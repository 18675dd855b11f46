//! FDA reference daily intakes

use serde::Serialize;

use super::nutrients::*;

/// Whether an intake target is a floor or a ceiling
#[derive(Debug, Clone, Copy, PartialEq, Eq, Serialize)]
#[serde(rename_all = "snake_case")]
pub enum Threshold {
    MinValue,
    MaxValue,
}

/// FDA reference daily intake for one nutrient
#[derive(Debug, Clone, Copy, PartialEq, Serialize)]
pub struct FdaNutrientRdi {
    pub nutrient_id: i64,
    /// Adults and children >= 4 years
    pub adult: Option<f64>,
    /// Infants through 12 months
    pub infant: Option<f64>,
    /// Children 1 through 3 years
    pub children: Option<f64>,
    /// Pregnant and lactating women
    pub pregnant: Option<f64>,
    pub threshold: Threshold,
}

const fn rdi(
    nutrient_id: i64,
    adult: f64,
    infant: Option<f64>,
    children: f64,
    pregnant: f64,
    threshold: Threshold,
) -> FdaNutrientRdi {
    FdaNutrientRdi {
        nutrient_id,
        adult: Some(adult),
        infant,
        children: Some(children),
        pregnant: Some(pregnant),
        threshold,
    }
}

use Threshold::{MaxValue, MinValue};

// Macros: 21 CFR 101.9; vitamins and minerals: FDA daily value tables
pub static FDA_NUTRIENT_RDIS: &[FdaNutrientRdi] = &[
    rdi(ENERGY_NUTRIENT_ID, 2000.0, Some(1000.0), 1000.0, 2000.0, MaxValue),
    rdi(PROTEIN_NUTRIENT_ID, 50.0, Some(11.0), 13.0, 71.0, MinValue),
    rdi(FAT_NUTRIENT_ID, 78.0, Some(30.0), 39.0, 78.0, MinValue),
    rdi(CARBOHYDRATE_NUTRIENT_ID, 275.0, Some(95.0), 150.0, 275.0, MaxValue),
    rdi(TOTAL_FIBER_NUTRIENT_ID, 28.0, None, 14.0, 28.0, MinValue),
    rdi(ADDED_SUGARS_NUTRIENT_ID, 50.0, None, 25.0, 50.0, MaxValue),
    rdi(SATURATED_FAT_NUTRIENT_ID, 20.0, None, 10.0, 20.0, MaxValue),
    rdi(CHOLESTEROL_NUTRIENT_ID, 300.0, None, 300.0, 300.0, MaxValue),
    rdi(SODIUM_NUTRIENT_ID, 2300.0, Some(570.0), 1500.0, 2300.0, MaxValue),
    rdi(VITAMIN_D_NUTRIENT_ID, 20.0, Some(10.0), 15.0, 15.0, MinValue),
    rdi(CALCIUM_NUTRIENT_ID, 1300.0, Some(260.0), 700.0, 1300.0, MinValue),
    rdi(IRON_NUTRIENT_ID, 18.0, Some(11.0), 7.0, 27.0, MinValue),
    rdi(POTASSIUM_NUTRIENT_ID, 4700.0, Some(700.0), 3000.0, 5100.0, MinValue),
    rdi(VITAMIN_A_NUTRIENT_ID, 900.0, Some(500.0), 300.0, 1300.0, MinValue),
    rdi(VITAMIN_C_NUTRIENT_ID, 90.0, Some(50.0), 15.0, 120.0, MinValue),
    rdi(VITAMIN_E_NUTRIENT_ID, 15.0, Some(5.0), 6.0, 19.0, MinValue),
    rdi(VITAMIN_K_NUTRIENT_ID, 120.0, Some(2.5), 30.0, 90.0, MinValue),
    rdi(THIAMIN_NUTRIENT_ID, 1.2, Some(0.3), 0.5, 1.4, MinValue),
    rdi(RIBOFLAVIN_NUTRIENT_ID, 1.3, Some(0.4), 0.5, 1.6, MinValue),
    rdi(NIACIN_NUTRIENT_ID, 16.0, Some(4.0), 6.0, 18.0, MinValue),
    rdi(VITAMIN_B6_NUTRIENT_ID, 1.7, Some(0.3), 0.5, 2.0, MinValue),
    rdi(FOLATE_NUTRIENT_ID, 400.0, Some(80.0), 150.0, 600.0, MinValue),
    rdi(VITAMIN_B12_NUTRIENT_ID, 2.4, Some(0.5), 0.9, 2.8, MinValue),
    rdi(BIOTIN_NUTRIENT_ID, 30.0, Some(6.0), 8.0, 35.0, MinValue),
    rdi(PANTOTHENIC_ACID_NUTRIENT_ID, 5.0, Some(1.8), 2.0, 7.0, MinValue),
    rdi(PHOSPHORUS_NUTRIENT_ID, 1250.0, Some(275.0), 460.0, 1250.0, MinValue),
    rdi(IODINE_NUTRIENT_ID, 150.0, Some(130.0), 90.0, 290.0, MinValue),
    rdi(MAGNESIUM_NUTRIENT_ID, 420.0, Some(75.0), 80.0, 400.0, MinValue),
    rdi(ZINC_NUTRIENT_ID, 11.0, Some(3.0), 3.0, 13.0, MinValue),
    rdi(SELENIUM_NUTRIENT_ID, 55.0, Some(20.0), 20.0, 70.0, MinValue),
    rdi(COPPER_NUTRIENT_ID, 0.9, Some(0.2), 0.3, 1.3, MinValue),
    rdi(MANGANESE_NUTRIENT_ID, 2.3, Some(0.6), 1.2, 2.6, MinValue),
    rdi(CHROMIUM_NUTRIENT_ID, 35.0, Some(5.5), 11.0, 45.0, MinValue),
    rdi(MOLYBDENUM_NUTRIENT_ID, 45.0, Some(3.0), 17.0, 50.0, MinValue),
    rdi(CHOLINE_NUTRIENT_ID, 550.0, Some(150.0), 200.0, 550.0, MinValue),
];

pub fn fda_rdi(nutrient_id: i64) -> Option<&'static FdaNutrientRdi> {
    FDA_NUTRIENT_RDIS.iter().find(|r| r.nutrient_id == nutrient_id)
}

/// Daily target for a nutrient; a user-set threshold wins over the adult RDI
pub fn rdi_amount(user_threshold: Option<f64>, nutrient_id: i64) -> Option<f64> {
    if let Some(threshold) = user_threshold.filter(|t| *t != 0.0) {
        return Some(threshold);
    }

    fda_rdi(nutrient_id).and_then(|r| r.adult)
}

#[cfg(test)]
mod tests {
    use super::*;

    #[test]
    fn test_fda_rdi() {
        assert_eq!(fda_rdi(ENERGY_NUTRIENT_ID).and_then(|r| r.adult), Some(2000.0));
        assert!(fda_rdi(11001100).is_none());
    }

    #[test]
    fn test_rdi_amount_default() {
        assert_eq!(rdi_amount(None, ENERGY_NUTRIENT_ID), Some(2000.0));
        assert_eq!(rdi_amount(None, FAT_NUTRIENT_ID), Some(78.0));
    }

    #[test]
    fn test_rdi_amount_user_threshold() {
        assert_eq!(rdi_amount(Some(1000.0), ENERGY_NUTRIENT_ID), Some(1000.0));
        // Zero threshold falls back to the FDA value
        assert_eq!(rdi_amount(Some(0.0), ENERGY_NUTRIENT_ID), Some(2000.0));
    }

    #[test]
    fn test_rdi_amount_unknown() {
        assert_eq!(rdi_amount(None, 11001100), None);
    }
}
//! Nutrition calculation module
//!
//! Alias resolution, per-food lookup and recursive aggregation over meals,
//! recipes, mealplans and day windows.

pub mod aggregate;
pub mod aliases;
pub mod lookup;
pub mod mealplan;
pub mod tracker;
pub mod units;

pub use aggregate::{
    amount_in_containers, reference_serving_size, try_amount_in_containers, AggregateError,
};
pub use aliases::{resolve_aliases, resolve_aliases_for_many};
pub use lookup::{
    amount_across_foods, amount_for, load_records_for_foods, merge_food_records,
    rank_foods_by_nutrient, recent_foods_for_nutrient, DEFAULT_MAX_ITEMS, DEFAULT_MAX_MEALS,
};
pub use mealplan::amount_in_mealplan;
pub use tracker::{amounts_per_day, tracker_amounts, DEFAULT_TRACKER_DAYS};
pub use units::{ServingSizeUnit, G_PER_OZ, ML_PER_FL_OZ, PORTION_SIZE};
• • • •
EXERCISE DIRECTIONS -> Each entry shown above is to be duplicated exactly.

EXERCISE SOLUTION ->
repository 18675dd855b11f46
//! FDA reference daily intakes

use serde::Serialize;

use super::nutrients::*;

/// Whether an intake target is a floor or a ceiling
#[derive(Debug, Clone, Copy, PartialEq, Eq, Serialize)]
#[serde(rename_all = "snake_case")]
pub enum Threshold {
    MinValue,
    MaxValue,
}

/// FDA reference daily intake for one nutrient
#[derive(Debug, Clone, Copy, PartialEq, Serialize)]
pub struct FdaNutrientRdi {
    pub nutrient_id: i64,
    /// Adults and children >= 4 years
    pub adult: Option<f64>,
    /// Infants through 12 months
    pub infant: Option<f64>,
    /// Children 1 through 3 years
    pub children: Option<f64>,
    /// Pregnant and lactating women
    pub pregnant: Option<f64>,
    pub threshold: Threshold,
}

const fn rdi(
    nutrient_id: i64,
    adult: f64,
    infant: Option<f64>,
    children: f64,
    pregnant: f64,
    threshold: Threshold,
) -> FdaNutrientRdi {
    FdaNutrientRdi {
        nutrient_id,
        adult: Some(adult),
        infant,
        children: Some(children),
        pregnant: Some(pregnant),
        threshold,
    }
}

use Threshold::{MaxValue, MinValue};

// Macros: 21 CFR 101.9; vitamins and minerals: FDA daily value tables
pub static FDA_NUTRIENT_RDIS: &[FdaNutrientRdi] = &[
    rdi(ENERGY_NUTRIENT_ID, 2000.0, Some(1000.0), 1000.0, 2000.0, MaxValue),
    rdi(PROTEIN_NUTRIENT_ID, 50.0, Some(11.0), 13.0, 71.0, MinValue),
    rdi(FAT_NUTRIENT_ID, 78.0, Some(30.0), 39.0, 78.0, MinValue),
    rdi(CARBOHYDRATE_NUTRIENT_ID, 275.0, Some(95.0), 150.0, 275.0, MaxValue),
    rdi(TOTAL_FIBER_NUTRIENT_ID, 28.0, None, 14.0, 28.0, MinValue),
    rdi(ADDED_SUGARS_NUTRIENT_ID, 50.0, None, 25.0, 50.0, MaxValue),
    rdi(SATURATED_FAT_NUTRIENT_ID, 20.0, None, 10.0, 20.0, MaxValue),
    rdi(CHOLESTEROL_NUTRIENT_ID, 300.0, None, 300.0, 300.0, MaxValue),
    rdi(SODIUM_NUTRIENT_ID, 2300.0, Some(570.0), 1500.0, 2300.0, MaxValue),
    rdi(VITAMIN_D_NUTRIENT_ID, 20.0, Some(10.0), 15.0, 15.0, MinValue),
    rdi(CALCIUM_NUTRIENT_ID, 1300.0, Some(260.0), 700.0, 1300.0, MinValue),
    rdi(IRON_NUTRIENT_ID, 18.0, Some(11.0), 7.0, 27.0, MinValue),
    rdi(POTASSIUM_NUTRIENT_ID, 4700.0, Some(700.0), 3000.0, 5100.0, MinValue),
    rdi(VITAMIN_A_NUTRIENT_ID, 900.0, Some(500.0), 300.0, 1300.0, MinValue),
    rdi(VITAMIN_C_NUTRIENT_ID, 90.0, Some(50.0), 15.0, 120.0, MinValue),
    rdi(VITAMIN_E_NUTRIENT_ID, 15.0, Some(5.0), 6.0, 19.0, MinValue),
    rdi(VITAMIN_K_NUTRIENT_ID, 120.0, Some(2.5), 30.0, 90.0, MinValue),
    rdi(THIAMIN_NUTRIENT_ID, 1.2, Some(0.3), 0.5, 1.4, MinValue),
    rdi(RIBOFLAVIN_NUTRIENT_ID, 1.3, Some(0.4), 0.5, 1.6, MinValue),
    rdi(NIACIN_NUTRIENT_ID, 16.0, Some(4.0), 6.0, 18.0, MinValue),
    rdi(VITAMIN_B6_NUTRIENT_ID, 1.7, Some(0.3), 0.5, 2.0, MinValue),
    rdi(FOLATE_NUTRIENT_ID, 400.0, Some(80.0), 150.0, 600.0, MinValue),
    rdi(VITAMIN_B12_NUTRIENT_ID, 2.4, Some(0.5), 0.9, 2.8, MinValue),
    rdi(BIOTIN_NUTRIENT_ID, 30.0, Some(6.0), 8.0, 35.0, MinValue),
    rdi(PANTOTHENIC_ACID_NUTRIENT_ID, 5.0, Some(1.8), 2.0, 7.0, MinValue),
    rdi(PHOSPHORUS_NUTRIENT_ID, 1250.0, Some(275.0), 460.0, 1250.0, MinValue),
    rdi(IODINE_NUTRIENT_ID, 150.0, Some(130.0), 90.0, 290.0, MinValue),
    rdi(MAGNESIUM_NUTRIENT_ID, 420.0, Some(75.0), 80.0, 400.0, MinValue),
    rdi(ZINC_NUTRIENT_ID, 11.0, Some(3.0), 3.0, 13.0, MinValue),
    rdi(SELENIUM_NUTRIENT_ID, 55.0, Some(20.0), 20.0, 70.0, MinValue),
    rdi(COPPER_NUTRIENT_ID, 0.9, Some(0.2), 0.3, 1.3, MinValue),
    rdi(MANGANESE_NUTRIENT_ID, 2.3, Some(0.6), 1.2, 2.6, MinValue),
    rdi(CHROMIUM_NUTRIENT_ID, 35.0, Some(5.5), 11.0, 45.0, MinValue),
    rdi(MOLYBDENUM_NUTRIENT_ID, 45.0, Some(3.0), 17.0, 50.0, MinValue),
    rdi(CHOLINE_NUTRIENT_ID, 550.0, Some(150.0), 200.0, 550.0, MinValue),
];

pub fn fda_rdi(nutrient_id: i64) -> Option<&'static FdaNutrientRdi> {
    FDA_NUTRIENT_RDIS.iter().find(|r| r.nutrient_id == nutrient_id)
}

/// Daily target for a nutrient; a user-set threshold wins over the adult RDI
pub fn rdi_amount(user_threshold: Option<f64>, nutrient_id: i64) -> Option<f64> {
    if let Some(threshold) = user_threshold.filter(|t| *t != 0.0) {
        return Some(threshold);
    }

    fda_rdi(nutrient_id).and_then(|r| r.adult)
}

#[cfg(test)]
mod tests {
    use super::*;

    #[test]
    fn test_fda_rdi() {
        assert_eq!(fda_rdi(ENERGY_NUTRIENT_ID).and_then(|r| r.adult), Some(2000.0));
        assert!(fda_rdi(11001100).is_none());
    }

    #[test]
    fn test_rdi_amount_default() {
        assert_eq!(rdi_amount(None, ENERGY_NUTRIENT_ID), Some(2000.0));
        assert_eq!(rdi_amount(None, FAT_NUTRIENT_ID), Some(78.0));
    }

    #[test]
    fn test_rdi_amount_user_threshold() {
        assert_eq!(rdi_amount(Some(1000.0), ENERGY_NUTRIENT_ID), Some(1000.0));
        // Zero threshold falls back to the FDA value
        assert_eq!(rdi_amount(Some(0.0), ENERGY_NUTRIENT_ID), Some(2000.0));
    }

    #[test]
    fn test_rdi_amount_unknown() {
        assert_eq!(rdi_amount(None, 11001100), None);
    }
}
//! Nutrition calculation module
//!
//! Alias resolution, per-food lookup and recursive aggregation over meals,
//! recipes, mealplans and day windows.

pub mod aggregate;
pub mod aliases;
pub mod lookup;
pub mod mealplan;
pub mod tracker;
pub mod units;

pub use aggregate::{
    amount_in_containers, reference_serving_size, try_amount_in_containers, AggregateError,
};
pub use aliases::{resolve_aliases, resolve_aliases_for_many};
pub use lookup::{
    amount_across_foods, amount_for, load_records_for_foods, merge_food_records,
    rank_foods_by_nutrient, recent_foods_for_nutrient, DEFAULT_MAX_ITEMS, DEFAULT_MAX_MEALS,
};
pub use mealplan::amount_in_mealplan;
pub use tracker::{amounts_per_day, tracker_amounts, DEFAULT_TRACKER_DAYS};
pub use units::{ServingSizeUnit, G_PER_OZ, ML_PER_FL_OZ, PORTION_SIZE};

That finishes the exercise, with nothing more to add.